Ok I'm officially crazy. Freschetta frozen pizzas are buy one get one this week at harris teeter if you were wondering.
Wednesday
I eat my pizza in the bathtub
Ever feel so out of place with everything and everyone around you that you just think it can't be you, you can't be this crazy, it's the devil and he's out to get me since when am I this sad, pathetic raisin sucked dry of hope without a boy to blame? I'm talking the kind of bad day that lasts all week and into the weekend and shows it's stomach-punching face here and there next Tuesday. And you're like what did I do wrong, nothing's wrong, everything's going just fine, I'm fine, why am I feeling so shut out by my own life this sucks.

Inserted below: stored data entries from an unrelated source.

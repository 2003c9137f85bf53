//! Watch command implementation.

use super::{open_engine, open_remote};
use crate::config::Settings;
use crate::error::CliResult;
use std::sync::Arc;
use threadsync_engine::{
    CancelToken, ChangeFeedListener, PassRequester, SyncScheduler, TriggerReason,
};
use tracing::{info, warn};

/// Runs a pass, then follows the change feed (and the optional interval)
/// until Ctrl-C.
pub async fn run(settings: &Settings) -> CliResult<()> {
    let remote = open_remote(settings)?;
    let engine = Arc::new(open_engine(settings, Arc::clone(&remote))?);
    let scheduler = Arc::new(SyncScheduler::new(Arc::clone(&engine)));
    let listener = ChangeFeedListener::new(
        settings.sync.thread_id.clone(),
        remote,
        Arc::clone(&scheduler),
        settings.sync.feed.clone(),
    );
    let stop = CancelToken::new();

    scheduler.request_pass(TriggerReason::Manual);
    info!(
        thread = %settings.sync.thread_id,
        interval = ?settings.sync.sync_interval,
        "watching for changes"
    );

    let interval = async {
        match settings.sync.sync_interval {
            Some(period) => scheduler.run_interval(period, &stop).await,
            None => stop.cancelled().await,
        }
    };
    let feed = async {
        let result = listener.run().await;
        stop.cancel();
        result
    };
    let work = async { tokio::join!(feed, interval).0 };

    tokio::select! {
        result = work => result?,
        signal = tokio::signal::ctrl_c() => {
            if let Err(e) = signal {
                warn!(error = %e, "cannot listen for Ctrl-C; stopping");
            }
            info!("stopping");
            listener.stop();
            stop.cancel();
            engine.cancel();
        }
    }
    Ok(())
}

I've always been able to get right again by watching an episode or two of modern family or by instagrammig something cool or by finding a song that's really me or by reading 18 Cosmo articles on my phone and stalking someone random like Sophia Bush. But lately it's not even a snap-out-of-it kind of mood. It's been this what have I gotten myself into, I'm 22 why do I have responsibilities why am I not in Cozumel letting mangos drip down my arms on boats swimming with dolphins exploring my true calling as a mermaid kind of trauma. Why else am I going to this gym every day if I'm not living in bikinis?? It would help if I even knew what I was writing about. I'm just as confused about life as I am about this blog post. I'm going to start blaming the moon. I think it's mistaking me for some tiny ocean but I'm not giving up until my tide comes back in.